Após a divulgação da estatística que, diariamente, aproximadamente 145 brasileiras são internadas para cirurgia de varizes, um levantamento da Sociedade Brasileira de Angiologia e Cirurgia Vascular (SBACV), com base em dados do Ministério da Saúde, revela que esse número de internações, em 2022, mais que dobrou, se comparado a 2021, na rede pública.

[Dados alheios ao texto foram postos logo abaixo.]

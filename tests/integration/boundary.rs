// Boundary behaviors (§8): zero-allocatable budget, empty room history, and
// sleep_until pollability at the past/future edge.
use aichat_orchestrator::budgeter;
use aichat_orchestrator::config::OrchestratorConfig;
use aichat_orchestrator::hud::{self, HudInputs, RoomInput};
use aichat_orchestrator::models::{AgentKind, Membership};
use aichat_orchestrator::room_service::{NoopCallbacks, RoomService};
use chrono::{Duration, Utc};

use crate::common::test_store;

#[test]
fn zero_allocatable_budget_still_produces_system_and_meta_and_flags_over_budget() {
    let store = test_store();
    let cfg = OrchestratorConfig::default();
    let svc = RoomService::new(&*store, &NoopCallbacks);
    let mut agent = svc.create_agent("Alice", "p", "m", AgentKind::Persona, None, false, &cfg).unwrap();
    // Small enough that directives+meta alone exceed it, forcing every
    // monitor's allocatable share to 0.
    agent.token_budget = 1;

    let hud = hud::build(HudInputs {
        agent: &agent,
        rooms: vec![],
        recent_actions: &[],
        now: Utc::now(),
        cfg: &cfg,
        batched: false,
    });

    assert!(hud.value.get("system").is_some());
    assert!(hud.value.get("meta").is_some());
    assert_eq!(hud.stats.room_budgets.knowledge, 0);
    assert_eq!(hud.stats.room_budgets.recent_actions, 0);
    assert_eq!(hud.stats.room_budgets.rooms, 0);

    // Mirrors the scheduler's own over-budget determination (run_one_tick):
    // total usage past token_budget triggers auto_shrink, and a budget this
    // small can't be shrunk into, so the agent stays over budget.
    let outcome = budgeter::auto_shrink(&mut agent, hud.stats.total_tokens, &cfg);
    assert!(outcome.still_over);
}

#[test]
fn empty_room_history_yields_a_room_entry_with_no_messages() {
    let cfg = OrchestratorConfig::default();
    let store = test_store();
    let svc = RoomService::new(&*store, &NoopCallbacks);
    let agent = svc.create_agent("Alice", "p", "m", AgentKind::Persona, None, false, &cfg).unwrap();

    let membership = Membership::new_self(agent.id, Utc::now(), 0);
    let room = RoomInput {
        room_id: agent.id,
        membership,
        messages: vec![],
        members: vec![agent.id],
        billboard: None,
        room_wpm: 60,
    };

    let hud = hud::build(HudInputs {
        agent: &agent,
        rooms: vec![room],
        recent_actions: &[],
        now: Utc::now(),
        cfg: &cfg,
        batched: false,
    });

    let rooms = hud.value["agent_rooms"].as_array().unwrap();
    assert_eq!(rooms.len(), 1);
    assert_eq!(rooms[0]["messages"].as_array().unwrap().len(), 0);
}

#[test]
fn past_sleep_until_is_pollable_future_sleep_until_is_not() {
    let cfg = OrchestratorConfig::default();
    let store = test_store();
    let svc = RoomService::new(&*store, &NoopCallbacks);
    let mut agent = svc.create_agent("Alice", "p", "m", AgentKind::Persona, None, false, &cfg).unwrap();
    let now = Utc::now();

    agent.sleep_until = Some(now - Duration::seconds(1));
    assert!(agent.is_pollable(now));

    agent.sleep_until = Some(now + Duration::seconds(1));
    assert!(!agent.is_pollable(now));

    agent.sleep_until = None;
    assert!(agent.is_pollable(now));
}
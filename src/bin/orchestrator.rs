//! Binary entry point. Loads configuration from the environment, opens the
//! SQLite store, wires up an LLM provider, and runs the scheduler until
//! ctrl-c.
use std::env;
use std::sync::Arc;

use aichat_orchestrator::config::OrchestratorConfig;
use aichat_orchestrator::llm::{LlmProvider, ReqwestLlmProvider};
use aichat_orchestrator::persistence::{SqliteStore, Store};
use aichat_orchestrator::scheduler::{Scheduler, SchedulerMode};
use aichat_orchestrator::{logging, models};
use tracing::info;

#[tokio::main]
async fn main() -> Result<(), Box<dyn std::error::Error>> {
    logging::init();

    let cfg = OrchestratorConfig::from_env();

    let db_path = env::var("ORCH_DB_PATH").unwrap_or_else(|_| "orchestrator.sqlite3".to_string());
    let store: Arc<dyn Store> = Arc::new(SqliteStore::open(&db_path)?);
    ensure_architect(store.as_ref(), &cfg)?;

    let endpoint = env::var("ORCH_LLM_ENDPOINT").unwrap_or_else(|_| "https://api.openai.com/v1/responses".to_string());
    let api_key = env::var("ORCH_LLM_API_KEY").unwrap_or_default();
    let llm: Arc<dyn LlmProvider> = Arc::new(ReqwestLlmProvider::new(endpoint, api_key, &cfg)?);

    let mode = match env::var("ORCH_SCHEDULER_MODE").as_deref() {
        Ok("batched") => SchedulerMode::Batched,
        _ => SchedulerMode::Individual,
    };

    info!(?mode, db_path, "starting orchestrator");

    let scheduler = Scheduler::new(store, llm, cfg, mode);
    let run_handle = tokio::spawn(Arc::clone(&scheduler).run());

    match tokio::signal::ctrl_c().await {
        Ok(()) => info!("shutdown signal received"),
        Err(err) => tracing::error!(error = %err, "unable to listen for shutdown signal"),
    }

    scheduler.stop();
    let _ = run_handle.await;
    Ok(())
}

/// The population always has exactly one architect agent (§3 invariants).
/// On a fresh store, seed it so the scheduler has something pollable.
fn ensure_architect(store: &dyn Store, cfg: &OrchestratorConfig) -> Result<(), Box<dyn std::error::Error>> {
    if store.get_architect()?.is_some() {
        return Ok(());
    }
    let id = store.list_agents()?.iter().map(|a| a.id).max().unwrap_or(0) + 1;
    let mut architect = models::Agent::new(id, "Architect", models::AgentKind::Persona, cfg);
    architect.is_architect = true;
    architect.may_create_agents = true;
    architect.model = cfg.default_model.clone();
    store.save_agent(&architect)?;
    let membership = models::Membership::new_self(id, chrono::Utc::now(), 0);
    store.save_membership(&membership)?;
    Ok(())
}
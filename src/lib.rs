//! A polling/HUD/action orchestrator for a population of LLM-driven chat
//! agents. Each agent *is* a room it owns; the scheduler ticks agents
//! (individually or in model-grouped batches), hands each one a
//! token-budgeted view of its rooms and knowledge, and applies whatever
//! actions the reply carries back through a validate-then-apply pipeline.
pub mod actions;
pub mod budgeter;
pub mod config;
pub mod error;
pub mod hud;
pub mod knowledge;
pub mod llm;
pub mod logging;
pub mod models;
pub mod persistence;
pub mod recent_actions;
pub mod room_service;
pub mod scheduler;
pub mod serializer;
pub mod token_estimator;

pub use config::OrchestratorConfig;
pub use error::{CoreError, CoreResult};
pub use scheduler::{Scheduler, SchedulerMode};
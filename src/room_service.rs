//! Room Service (§4.8): maintains agent↔room memberships. An agent *is* a
//! room (`agent.id == room.id`); join/leave/create/delete mutate the shared
//! store and fan out synchronous callbacks on every membership, status, or
//! room change.
use chrono::Utc;

use crate::config::OrchestratorConfig;
use crate::error::{CoreError, CoreResult};
use crate::models::{Agent, AgentKind, AgentStatus, Attention, Membership, Message, MessageKind};
use crate::persistence::Store;

pub trait RoomServiceCallbacks: Send + Sync {
    fn on_membership_change(&self, _agent_id: i64, _room_id: i64) {}
    fn on_status_change(&self, _agent_id: i64, _status: AgentStatus) {}
    fn on_room_change(&self, _room_id: i64) {}
}

/// A callback sink that does nothing; the default for contexts (tests,
/// single-agent setups) with no external listeners.
pub struct NoopCallbacks;
impl RoomServiceCallbacks for NoopCallbacks {}

pub struct RoomService<'a> {
    store: &'a dyn Store,
    callbacks: &'a dyn RoomServiceCallbacks,
}

impl<'a> RoomService<'a> {
    pub fn new(store: &'a dyn Store, callbacks: &'a dyn RoomServiceCallbacks) -> Self {
        Self { store, callbacks }
    }

    fn next_agent_id(&self) -> CoreResult<i64> {
        let agents = self.store.list_agents()?;
        Ok(agents.iter().map(|a| a.id).max().unwrap_or(0) + 1)
    }

    /// Persist a new agent, create its self-membership, and optionally join
    /// an existing room.
    pub fn create_agent(&self, name: &str, background_prompt: &str, model: &str, kind: AgentKind, in_room_id: Option<i64>, may_create_agents: bool, cfg: &OrchestratorConfig) -> CoreResult<Agent> {
        let id = self.next_agent_id()?;
        let now = Utc::now();
        let mut agent = Agent::new(id, name, kind, cfg);
        agent.background_prompt = background_prompt.to_string();
        agent.model = model.to_string();
        agent.may_create_agents = may_create_agents;
        self.store.save_agent(&agent)?;

        let self_attention = if in_room_id.is_some() { 50.0 } else { 100.0 };
        let self_seq = self.store.next_sequence()? - 1;
        let mut self_membership = Membership::new_self(id, now, self_seq.max(0));
        self_membership.attention = Attention::Fixed(self_attention);
        self.store.save_membership(&self_membership)?;
        self.callbacks.on_membership_change(id, id);

        if let Some(room_id) = in_room_id {
            self.join_with_attention(id, room_id, Attention::Fixed(50.0))?;
        }

        Ok(agent)
    }

    /// Idempotent: an existing membership is returned as-is. `attention`
    /// defaults to dynamic for plain `join`; `create_agent` passes a fixed
    /// share explicitly.
    pub fn join(&self, agent_id: i64, room_id: i64) -> CoreResult<Membership> {
        self.join_with_attention(agent_id, room_id, Attention::Dynamic)
    }

    fn join_with_attention(&self, agent_id: i64, room_id: i64, attention: Attention) -> CoreResult<Membership> {
        if let Some(existing) = self.store.get_membership(agent_id, room_id)? {
            return Ok(existing);
        }
        if self.store.get_agent(room_id)?.is_none() {
            return Err(CoreError::RoomNotFound(room_id));
        }
        let now = Utc::now();
        let tail_seq = self.store.next_sequence()? - 1;
        let mut membership = Membership::new_self(agent_id, now, tail_seq.max(0));
        membership.room_id = room_id;
        membership.attention = attention;
        self.store.save_membership(&membership)?;
        self.callbacks.on_membership_change(agent_id, room_id);
        self.emit_system_message(room_id, format!("agent {agent_id} has joined"))?;
        self.callbacks.on_room_change(room_id);
        Ok(membership)
    }

    /// Leaving one's own self-room is forbidden (§3, §8 invariant 1).
    pub fn leave(&self, agent_id: i64, room_id: i64) -> CoreResult<()> {
        if agent_id == room_id {
            return Err(CoreError::Config("cannot leave own room".to_string()));
        }
        self.store.delete_membership(agent_id, room_id)?;
        self.callbacks.on_membership_change(agent_id, room_id);
        self.emit_system_message(room_id, format!("agent {agent_id} has left"))?;
        self.callbacks.on_room_change(room_id);
        Ok(())
    }

    /// Forbidden for the Architect (§4.8); cascades the agent's self-room
    /// membership plus every other member's membership in it, then the
    /// agent record.
    pub fn delete_agent(&self, id: i64) -> CoreResult<()> {
        let agent = self.store.get_agent(id)?.ok_or(CoreError::AgentNotFound(id))?;
        if agent.is_architect {
            return Err(CoreError::Config("cannot delete the Architect".to_string()));
        }
        for membership in self.store.list_members_of_room(id)? {
            self.store.delete_membership(membership.agent_id, id)?;
            self.callbacks.on_membership_change(membership.agent_id, id);
        }
        for membership in self.store.list_memberships_for_agent(id)? {
            self.store.delete_membership(id, membership.room_id)?;
            self.callbacks.on_membership_change(id, membership.room_id);
        }
        self.store.delete_agent(id)?;
        self.callbacks.on_room_change(id);
        Ok(())
    }

    pub fn set_status(&self, agent_id: i64, status: AgentStatus) -> CoreResult<()> {
        let mut agent = self.store.get_agent(agent_id)?.ok_or(CoreError::AgentNotFound(agent_id))?;
        agent.status = status;
        self.store.save_agent(&agent)?;
        self.callbacks.on_status_change(agent_id, status);
        Ok(())
    }

    fn emit_system_message(&self, room_id: i64, content: String) -> CoreResult<()> {
        let seq = self.store.next_sequence()?;
        let id = uuid::Uuid::new_v4().to_string();
        let message = Message::new_system(id, room_id, content, Utc::now(), seq);
        self.store.save_message(&message)
    }

    pub fn emit_system_message_to(&self, room_id: i64, content: impl Into<String>) -> CoreResult<()> {
        self.emit_system_message(room_id, content.into())
    }
}

/// Whether `a` is a member of any room `b` is also a member of, for the
/// `ActionContext` proximity checks (§4.6).
pub fn shares_room_with(store: &dyn Store, a: i64, b: i64) -> CoreResult<bool> {
    let rooms_a: std::collections::HashSet<i64> = store.list_memberships_for_agent(a)?.into_iter().map(|m| m.room_id).collect();
    Ok(store.list_memberships_for_agent(b)?.into_iter().any(|m| rooms_a.contains(&m.room_id)))
}
//! Token Estimator (§4.2): a single deterministic, cheap function. Called
//! tens of times per HUD build, so it must stay allocation-light.

/// `⌊chars/4⌋ + 1` for non-empty strings, 0 for the empty string.
pub fn estimate_tokens_str(s: &str) -> usize {
    if s.is_empty() {
        return 0;
    }
    s.chars().count() / 4 + 1
}

/// Estimate tokens for a structured value via its canonical JSON rendering.
pub fn estimate_tokens_value(value: &serde_json::Value) -> usize {
    estimate_tokens_str(&value.to_string())
}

Segundo o médico cirurgião vascular, membro titular da Sociedade Brasileira de Angiologia e Cirurgia Vascular (SBACV), as varizes acometem 70% da população, sendo até três vezes mais comum entre mulheres. A SBACV aponta que mais de 46 mil brasileiras precisaram recorrer ao Sistema Único de Saúde (SUS) para tratamento, sendo que ocorrem seis internações femininas, a cada hora, em média.
A condição está diretamente relacionada à circulação do sangue. O fluxo nos membros inferiores é naturalmente mais difícil pelo esforço em circular pela área e retornar para cima, em direção ao coração. O retorno é controlado pelas válvulas, abrindo e fechando, mas podem apresentar funcionamento irregular e, até, perder elasticidade.
Alguns fatores de risco estão na genética, idade, obesidade, sedentarismo, uso de anticoncepcionais, reposição hormonal, consumo desenfreado de álcool e tabaco, uso de roupas apertadas, calçados inadequados e a falta de movimentação durante o cotidiano, passando longos períodos, em pé ou sentado.
Josualdo ainda explica que a patologia tem diversos tratamentos, e a cirurgia é um dos mais populares. Cada vez menos agressivas, as intervenções usam mini-incisões para a retirada, sem afetar a circulação. O laser também tem sido cada vez mais utilizado, porém, ainda não é aplicável em todos os casos. A radiofrequência também é uma alternativa.
O Ministério da Saúde investe R$ 600 milhões na redução da fila de espera, desde a consulta e exame, até a cirurgia. Os principais sintomas incluem a sensação de dor e peso nas pernas, cansaço, câimbras, coceira e o inchaço aparente no fim do dia.